L’attrice diceva che l’attore era “the best guy I know” e pare che Wayne abbia avuto sul suo comodino per oltre trent’anni una foto incorniciata di Maureen, una foto che ha attraversato la vita dell’interprete del West attraverso un paio dei suoi matrimoni.
Maureen O’Hara
Come suggerisce il cognome, Maureen era irlandese.
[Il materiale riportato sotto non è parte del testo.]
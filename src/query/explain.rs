//! Explain traces: statements rendered instead of executed.

use std::fmt;

use serde::{Deserialize, Serialize};

/// One statement that would have been executed.
#[derive(Clone, Debug, PartialEq, Eq, Serialize, Deserialize)]
pub struct ExplainEntry {
    /// Rendered statement text.
    pub sql: String,
    /// Bound parameters in placeholder order, in display form.
    pub params: Vec<String>,
}

/// Ordered explain entries, one per logically distinct statement.
#[derive(Clone, Debug, Default, PartialEq, Eq, Serialize, Deserialize)]
#[serde(transparent)]
pub struct ExplainTrace {
    entries: Vec<ExplainEntry>,
}

impl ExplainTrace {
    /// Empty trace.
    pub fn new() -> Self {
        Self::default()
    }

    pub(crate) fn push(&mut self, entry: ExplainEntry) {
        self.entries.push(entry);
    }

    /// Entries in emission order.
    pub fn entries(&self) -> &[ExplainEntry] {
        &self.entries
    }

    /// Number of entries.
    pub fn len(&self) -> usize {
        self.entries.len()
    }

    /// Whether nothing would have been executed.
    pub fn is_empty(&self) -> bool {
        self.entries.is_empty()
    }
}

impl fmt::Display for ExplainTrace {
    fn fmt(&self, f: &mut fmt::Formatter<'_>) -> fmt::Result {
        for (idx, entry) in self.entries.iter().enumerate() {
            if idx > 0 {
                writeln!(f)?;
            }
            writeln!(f, "{}", entry.sql)?;
            for (pos, param) in entry.params.iter().enumerate() {
                writeln!(f, "  ${} = {param}", pos + 1)?;
            }
        }
        Ok(())
    }
}
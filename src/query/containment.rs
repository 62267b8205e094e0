//! Containment-set resolution: which compositions contain the archetype
//! chain named by a CONTAINS clause, and where inside their entry document
//! the innermost archetype starts.

use rusqlite::params;
use serde::{Deserialize, Serialize};
use tracing::{debug, trace};

use crate::query::ast::ContainsClause;
use crate::store::SqliteStore;
use crate::types::{BridgeError, Result};

/// One matching structural instance.
#[derive(Clone, Debug, PartialEq, Eq, Serialize, Deserialize)]
pub struct ContainmentUnit {
    /// Composition holding the match.
    pub composition_id: String,
    /// Template the composition was committed with.
    pub template_id: String,
    /// Containment label that matched.
    pub label: String,
    /// Path inside the entry document where the matched archetype starts.
    pub root_path: String,
}

/// Resolves CONTAINS clauses to containment units.
///
/// Implementations must return the same sequence for the same clause within
/// one execution.
pub trait ContainmentResolver {
    /// Returns every unit matching `clause`; an empty result is not an error.
    fn resolve(&self, clause: &ContainsClause) -> Result<Vec<ContainmentUnit>>;
}

/// Resolver reading the `containment` index of a [`SqliteStore`].
#[derive(Clone)]
pub struct SqliteContainmentResolver {
    store: SqliteStore,
}

impl SqliteContainmentResolver {
    /// Creates a resolver over the given store.
    pub fn new(store: SqliteStore) -> Self {
        Self { store }
    }
}

impl ContainmentResolver for SqliteContainmentResolver {
    fn resolve(&self, clause: &ContainsClause) -> Result<Vec<ContainmentUnit>> {
        let pattern = clause.label_pattern();
        let units = self
            .store
            .with_conn(|conn| {
                let mut stmt = conn.prepare_cached(
                    "SELECT DISTINCT c.comp_id, e.template_id, c.label, c.path
                     FROM containment c
                     JOIN entry e ON e.composition_id = c.comp_id
                     WHERE c.label GLOB ?1
                     ORDER BY c.comp_id, c.label, c.path",
                )?;
                let rows = stmt.query_map(params![pattern], |row| {
                    Ok(ContainmentUnit {
                        composition_id: row.get(0)?,
                        template_id: row.get(1)?,
                        label: row.get(2)?,
                        root_path: row.get(3)?,
                    })
                })?;
                rows.collect::<rusqlite::Result<Vec<_>>>()
            })
            .map_err(|err| BridgeError::Resolution(err.to_string()))?;
        let candidates = units.len();
        let units: Vec<ContainmentUnit> = units
            .into_iter()
            .filter(|unit| clause.matches_label(&unit.label))
            .collect();
        trace!(candidates, "filtered containment candidates");
        debug!(pattern = %pattern, units = units.len(), "resolved containment set");
        Ok(units)
    }
}

/// Fixed containment set, used for tests or when the caller already holds
/// the resolved units.
#[derive(Clone, Debug, Default)]
pub struct StaticContainment {
    units: Vec<ContainmentUnit>,
}

impl StaticContainment {
    /// Creates a resolver that always answers with `units`.
    pub fn new(units: Vec<ContainmentUnit>) -> Self {
        Self { units }
    }
}

impl ContainmentResolver for StaticContainment {
    fn resolve(&self, _clause: &ContainsClause) -> Result<Vec<ContainmentUnit>> {
        Ok(self.units.clone())
    }
}
#![forbid(unsafe_code)]

//! Processor options and the TOML configuration file read by the CLI.

use std::fs;
use std::path::{Path, PathBuf};

use serde::{Deserialize, Serialize};

use crate::types::{BridgeError, NodeId, Result};

/// Options applied to every call of a [`crate::query::QueryProcessor`].
#[derive(Clone, Debug, PartialEq, Eq)]
pub struct ProcessorConfig {
    /// Render explain statements one clause per line.
    pub explain_formatted: bool,
    /// Explain instead of execute when the caller does not say.
    pub explain_by_default: bool,
}

impl Default for ProcessorConfig {
    fn default() -> Self {
        Self {
            explain_formatted: true,
            explain_by_default: false,
        }
    }
}

/// Contents of `config.toml`.
#[derive(Clone, Debug, Default, PartialEq, Serialize, Deserialize)]
pub struct BridgeConfig {
    /// `[database]` section.
    #[serde(default)]
    pub database: DatabaseSection,
    /// `[processor]` section.
    #[serde(default)]
    pub processor: ProcessorSection,
}

/// `[database]` section.
#[derive(Clone, Debug, Default, PartialEq, Serialize, Deserialize)]
pub struct DatabaseSection {
    /// Repository used when the CLI is not given one.
    #[serde(rename = "default")]
    pub default_path: Option<PathBuf>,
}

/// `[processor]` section.
#[derive(Clone, Debug, Default, PartialEq, Serialize, Deserialize)]
pub struct ProcessorSection {
    /// Node id queries execute as.
    pub node_id: Option<String>,
    /// Overrides [`ProcessorConfig::explain_formatted`].
    pub explain_formatted: Option<bool>,
}

impl BridgeConfig {
    /// Loads the file at `explicit`, or the default location.
    ///
    /// A missing file yields the defaults.
    pub fn load(explicit: Option<PathBuf>) -> Result<Self> {
        match explicit.or_else(default_config_path) {
            Some(path) if path.exists() => Self::read(&path),
            _ => Ok(Self::default()),
        }
    }

    /// Parses the file at `path`.
    pub fn read(path: &Path) -> Result<Self> {
        let contents = fs::read_to_string(path).map_err(|err| {
            BridgeError::Config(format!("failed to read {}: {err}", path.display()))
        })?;
        toml::from_str(&contents).map_err(|err| {
            BridgeError::Config(format!("failed to parse {}: {err}", path.display()))
        })
    }

    /// Processor options with file overrides applied.
    pub fn processor_config(&self) -> ProcessorConfig {
        let mut config = ProcessorConfig::default();
        if let Some(formatted) = self.processor.explain_formatted {
            config.explain_formatted = formatted;
        }
        config
    }

    /// Node id from the file, or the default node.
    pub fn node_id(&self) -> NodeId {
        self.processor
            .node_id
            .as_deref()
            .map(NodeId::from)
            .unwrap_or_default()
    }
}

/// `<config dir>/aqlbridge/config.toml`.
pub fn default_config_path() -> Option<PathBuf> {
    dirs::config_dir().map(|base| base.join("aqlbridge").join("config.toml"))
}

#[cfg(test)]
mod tests {
    use super::*;

    #[test]
    fn reads_sections_and_applies_overrides() {
        let dir = tempfile::tempdir().unwrap();
        let path = dir.path().join("config.toml");
        fs::write(
            &path,
            "[database]\ndefault = \"/var/lib/ehr.db\"\n\n[processor]\nnode_id = \"node-9\"\nexplain_formatted = false\n",
        )
        .unwrap();
        let config = BridgeConfig::load(Some(path)).unwrap();
        assert_eq!(
            config.database.default_path.as_deref(),
            Some(Path::new("/var/lib/ehr.db"))
        );
        assert_eq!(config.node_id(), NodeId::from("node-9"));
        assert!(!config.processor_config().explain_formatted);
    }

    #[test]
    fn missing_file_yields_defaults() {
        let dir = tempfile::tempdir().unwrap();
        let config = BridgeConfig::load(Some(dir.path().join("absent.toml"))).unwrap();
        assert_eq!(config, BridgeConfig::default());
        assert_eq!(config.node_id(), NodeId::default());
    }

    #[test]
    fn malformed_file_reports_path() {
        let dir = tempfile::tempdir().unwrap();
        let path = dir.path().join("bad.toml");
        fs::write(&path, "[database\n").unwrap();
        let err = BridgeConfig::load(Some(path)).unwrap_err();
        assert_eq!(err.code(), "ConfigError");
        assert!(err.to_string().contains("bad.toml"));
    }
}
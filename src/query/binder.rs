//! Binders translating individual query clauses into relational pieces.
//!
//! The processor only orchestrates; the four binder seams decide what the
//! SELECT list, the source table, the join graph and the ORDER BY look like.
//! The default implementations target the schema created by
//! [`crate::store::SqliteStore`].

use std::collections::BTreeSet;
use std::sync::Arc;

use crate::query::ast::{FieldRef, ParsedQuery, Table, WhereExpr};
use crate::query::containment::ContainmentUnit;
use crate::query::sql::{Condition, Expr, Join, JoinKind, Operator, OrderField, SelectQuery};
use crate::types::{BridgeError, NodeId, Result};

/// Tables a fragment needs beyond its projected expressions.
#[derive(Clone, Debug, Default, PartialEq, Eq)]
pub struct JoinDescriptor {
    tables: BTreeSet<Table>,
}

impl JoinDescriptor {
    /// Collects the tables referenced by the query's SELECT and WHERE clauses.
    pub fn for_query(query: &ParsedQuery) -> Self {
        Self {
            tables: query.fields().into_iter().map(FieldRef::table).collect(),
        }
    }

    /// Descriptor over an explicit table set.
    pub fn with_tables<I: IntoIterator<Item = Table>>(tables: I) -> Self {
        Self {
            tables: tables.into_iter().collect(),
        }
    }

    /// Whether `table` has to be reachable.
    pub fn needs(&self, table: Table) -> bool {
        self.tables.contains(&table)
    }

    /// Table a static query should select from: the entry table whenever
    /// document content is involved, otherwise the narrowest header table.
    pub fn root(&self) -> Table {
        if self.needs(Table::Entry) || self.tables.is_empty() {
            Table::Entry
        } else if self.needs(Table::Composition) {
            Table::Composition
        } else {
            Table::Ehr
        }
    }
}

/// Pieces produced for one template.
#[derive(Clone, Debug)]
pub struct FragmentParts {
    /// SELECT list bound to the template's document layout.
    pub select: SelectQuery,
    /// WHERE clause still to be applied when the fragment is merged.
    pub residual: Option<Condition>,
    /// Join graph required by the fragment.
    pub join: JoinDescriptor,
}

/// Builds SELECT lists and predicates.
pub trait SelectBinder {
    /// Builds the fragment for the template of `unit`. Pure construction.
    fn bind_fragment(
        &self,
        query: &ParsedQuery,
        node: &NodeId,
        unit: &ContainmentUnit,
    ) -> Result<FragmentParts>;

    /// Builds the single statement used when no containment set is involved,
    /// including its predicate, ordering and limit.
    fn bind_static(
        &self,
        query: &ParsedQuery,
        node: &NodeId,
        window: Option<u64>,
        order: &[OrderField],
    ) -> Result<(SelectQuery, JoinDescriptor)>;
}

/// Adds the relational source of a static statement.
pub trait FromBinder {
    /// Returns `select` with its FROM clause set.
    fn add_from_clause(
        &self,
        select: SelectQuery,
        join: &JoinDescriptor,
        query: &ParsedQuery,
    ) -> SelectQuery;
}

/// Adds the join graph.
pub trait JoinBinder {
    /// Returns `select` joined to every table `join` needs.
    fn add_join_clause(&self, select: SelectQuery, join: &JoinDescriptor) -> SelectQuery;
}

/// Translates ORDER BY attributes.
pub trait OrderByBinder {
    /// Whether the query orders its result.
    fn has_order_by(&self, query: &ParsedQuery) -> bool;
    /// ORDER BY items for the final statement.
    fn order_by_fields(&self, query: &ParsedQuery) -> Result<Vec<OrderField>>;
}

/// The four binder seams used by one processor.
#[derive(Clone)]
pub struct Binders {
    /// SELECT/WHERE binder.
    pub select: Arc<dyn SelectBinder>,
    /// FROM binder.
    pub from: Arc<dyn FromBinder>,
    /// Join binder.
    pub join: Arc<dyn JoinBinder>,
    /// ORDER BY binder.
    pub order_by: Arc<dyn OrderByBinder>,
}

impl Default for Binders {
    fn default() -> Self {
        Self {
            select: Arc::new(ColumnSelectBinder),
            from: Arc::new(EntryFromBinder),
            join: Arc::new(CompositionJoinBinder),
            order_by: Arc::new(AliasOrderByBinder),
        }
    }
}

const ENTRY_DOCUMENT: &str = "entry";

/// Builds a SQLite JSON path from a unit root path and a field path.
///
/// Both are slash-separated; every non-empty segment becomes a quoted key.
pub fn json_path(root: &str, path: &str) -> std::result::Result<String, String> {
    let mut out = String::from("$");
    for segment in root.split('/').chain(path.split('/')) {
        if segment.is_empty() {
            continue;
        }
        if segment.contains('"') {
            return Err(format!("path segment {segment:?} contains a quote"));
        }
        out.push_str(".\"");
        out.push_str(segment);
        out.push('"');
    }
    Ok(out)
}

/// Default select binder over the repository schema.
///
/// Archetype paths are read from the entry document with `json_extract`,
/// rooted at the containment unit's path; composition uids are rendered as
/// `<id>::<node>::<version>`.
#[derive(Clone, Copy, Debug, Default)]
pub struct ColumnSelectBinder;

impl ColumnSelectBinder {
    fn field_expr(field: &FieldRef, node: &NodeId, root: &str) -> std::result::Result<Expr, String> {
        match field {
            FieldRef::Column { table, column } => {
                if column.is_empty() {
                    return Err(format!("empty column name on {}", table.name()));
                }
                Ok(Expr::column(table.name(), column.clone()))
            }
            FieldRef::CompositionUid => Ok(Expr::Concat(vec![
                Expr::column(Table::Composition.name(), "id"),
                Expr::param(format!("::{node}::")),
                Expr::column(Table::Composition.name(), "sys_version"),
            ])),
            FieldRef::Path { path, .. } => Ok(Expr::JsonExtract {
                table: Table::Entry.name().to_owned(),
                column: ENTRY_DOCUMENT.to_owned(),
                path: json_path(root, path)?,
            }),
        }
    }

    fn condition(
        expr: &WhereExpr,
        node: &NodeId,
        root: &str,
    ) -> std::result::Result<Condition, String> {
        Ok(match expr {
            WhereExpr::Compare { field, op, value } => Condition::Compare {
                lhs: Self::field_expr(field, node, root)?,
                op: *op,
                rhs: Expr::Param(value.clone()),
            },
            WhereExpr::IsNull { field } => Condition::IsNull(Self::field_expr(field, node, root)?),
            WhereExpr::And(terms) => Condition::And(
                terms
                    .iter()
                    .map(|t| Self::condition(t, node, root))
                    .collect::<std::result::Result<_, _>>()?,
            ),
            WhereExpr::Or(terms) => Condition::Or(
                terms
                    .iter()
                    .map(|t| Self::condition(t, node, root))
                    .collect::<std::result::Result<_, _>>()?,
            ),
            WhereExpr::Not(inner) => Condition::Not(Box::new(Self::condition(inner, node, root)?)),
        })
    }

    fn projection(
        query: &ParsedQuery,
        node: &NodeId,
        root: &str,
    ) -> std::result::Result<SelectQuery, String> {
        let mut select = SelectQuery::new();
        for field in &query.select {
            select = select.select(Self::field_expr(&field.field, node, root)?, field.alias.clone());
        }
        Ok(select)
    }

    fn check_variables(query: &ParsedQuery) -> std::result::Result<(), String> {
        let Some(clause) = query.contains_clause() else {
            return Ok(());
        };
        let declared: Vec<&str> = clause
            .chain
            .iter()
            .filter_map(|node| node.variable.as_deref())
            .collect();
        if declared.is_empty() {
            return Ok(());
        }
        for field in query.fields() {
            if let FieldRef::Path { variable, .. } = field {
                if !declared.contains(&variable.as_str()) {
                    return Err(format!("variable '{variable}' is not bound by CONTAINS"));
                }
            }
        }
        Ok(())
    }
}

impl SelectBinder for ColumnSelectBinder {
    fn bind_fragment(
        &self,
        query: &ParsedQuery,
        node: &NodeId,
        unit: &ContainmentUnit,
    ) -> Result<FragmentParts> {
        let bind = || -> std::result::Result<FragmentParts, String> {
            Self::check_variables(query)?;
            let select = Self::projection(query, node, &unit.root_path)?;
            let residual = query
                .predicate
                .as_ref()
                .map(|pred| Self::condition(pred, node, &unit.root_path))
                .transpose()?;
            Ok(FragmentParts {
                select,
                residual,
                join: JoinDescriptor::for_query(query),
            })
        };
        bind().map_err(|reason| BridgeError::binding(&unit.template_id, reason))
    }

    fn bind_static(
        &self,
        query: &ParsedQuery,
        node: &NodeId,
        window: Option<u64>,
        order: &[OrderField],
    ) -> Result<(SelectQuery, JoinDescriptor)> {
        let mut select = Self::projection(query, node, "").map_err(BridgeError::InvalidOwned)?;
        if let Some(pred) = &query.predicate {
            let condition = Self::condition(pred, node, "").map_err(BridgeError::InvalidOwned)?;
            select = select.add_condition(Operator::And, condition);
        }
        select = select.add_order_by(order.iter().cloned());
        if let Some(window) = window {
            select = select.add_limit(window);
        }
        Ok((select, JoinDescriptor::for_query(query)))
    }
}

/// Selects from the descriptor's root table.
#[derive(Clone, Copy, Debug, Default)]
pub struct EntryFromBinder;

impl FromBinder for EntryFromBinder {
    fn add_from_clause(
        &self,
        select: SelectQuery,
        join: &JoinDescriptor,
        _query: &ParsedQuery,
    ) -> SelectQuery {
        select.add_from(join.root().name())
    }
}

/// Joins entry, composition and ehr along their foreign keys, starting from
/// whichever of them the statement already selects from.
#[derive(Clone, Copy, Debug, Default)]
pub struct CompositionJoinBinder;

impl CompositionJoinBinder {
    fn inner(table: Table, on: Condition) -> Join {
        Join {
            kind: JoinKind::Inner,
            table: table.name().to_owned(),
            on,
        }
    }

    fn composition_to_entry() -> Condition {
        Expr::column("composition", "id").eq_expr(Expr::column("entry", "composition_id"))
    }

    fn ehr_to_composition() -> Condition {
        Expr::column("ehr", "id").eq_expr(Expr::column("composition", "ehr_id"))
    }
}

impl JoinBinder for CompositionJoinBinder {
    fn add_join_clause(&self, select: SelectQuery, join: &JoinDescriptor) -> SelectQuery {
        let root = select
            .from_tables()
            .first()
            .cloned()
            .unwrap_or_else(|| Table::Entry.name().to_owned());
        let needs_ehr = join.needs(Table::Ehr);
        let needs_composition = join.needs(Table::Composition);
        let needs_entry = join.needs(Table::Entry);
        match root.as_str() {
            "entry" => {
                let mut select = select;
                if needs_composition || needs_ehr {
                    select = select
                        .add_join(Self::inner(Table::Composition, Self::composition_to_entry()));
                }
                if needs_ehr {
                    select = select.add_join(Self::inner(Table::Ehr, Self::ehr_to_composition()));
                }
                select
            }
            "composition" => {
                let mut select = select;
                if needs_ehr {
                    select = select.add_join(Self::inner(Table::Ehr, Self::ehr_to_composition()));
                }
                if needs_entry {
                    select = select.add_join(Self::inner(Table::Entry, Self::composition_to_entry()));
                }
                select
            }
            "ehr" => {
                let mut select = select;
                if needs_composition || needs_entry {
                    select = select
                        .add_join(Self::inner(Table::Composition, Self::ehr_to_composition()));
                }
                if needs_entry {
                    select = select.add_join(Self::inner(Table::Entry, Self::composition_to_entry()));
                }
                select
            }
            _ => select,
        }
    }
}

/// Orders by selected aliases.
#[derive(Clone, Copy, Debug, Default)]
pub struct AliasOrderByBinder;

impl OrderByBinder for AliasOrderByBinder {
    fn has_order_by(&self, query: &ParsedQuery) -> bool {
        !query.order_by.is_empty()
    }

    fn order_by_fields(&self, query: &ParsedQuery) -> Result<Vec<OrderField>> {
        query
            .order_by
            .iter()
            .map(|attr| {
                if !query.select.iter().any(|f| f.alias == attr.alias) {
                    return Err(BridgeError::InvalidOwned(format!(
                        "ORDER BY '{}' does not name a selected column",
                        attr.alias
                    )));
                }
                Ok(OrderField {
                    expr: Expr::Alias(attr.alias.clone()),
                    direction: attr.direction,
                })
            })
            .collect()
    }
}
In realtà era ancora più irlandese del suo cognome d’arte. Quello vero era FitSimons ed era nata a Dublino al numero 32 di Beechwood Avenue Upper, nel quartiere di Ranelagh.
Sul finire degli anni Trenta, la ragazza, notata da un grandissimo attore dell’epoca, Charles Laughton, arrivò a Hollywood, dove, come dicono quelli bravi, costruì una luminosa carriera. Il suo debutto americano fu di quelli col botto. Ebbe il ruolo di Esmeralda in Notre Dame accanto proprio all’attore che fu il fautore della sua fortuna. Dopo l’inizio promettente fu relegata a film di serie B. La svolta arrivò nel 1941 quando fu scelta da John Ford per interpretare Angharad in Com’era verde la mia valle. L’attrice supplicò il suo agente di farle ottenere quel ruolo, sentiva di essere la persona giusta per interpretare quella parte. Il film fu un trionfo: vinse cinque Oscar, inclusi miglior film e miglior regia, battendo persino Quarto potere, il capolavoro di Orson Welles.
Cuba come set
A vent’anni dal suo arrivo a Hollywood, nell’aprile del 1959, l’attrice si trovava a Cuba per girare un film tratto dal romanzo di Graham Greene Our Man in Havana. La regia era stata affidata a Carol Reed e vedeva tra gli interpreti anche Sir Alec Guinness. Niente di strano sin qui. Il punto è che erano passati appena quattro mesi dal trionfo della rivoluzione cubana che aveva rovesciato il regime di Fulgencio Batista. Proprio il precedente regime aveva dato l’assenso per le riprese.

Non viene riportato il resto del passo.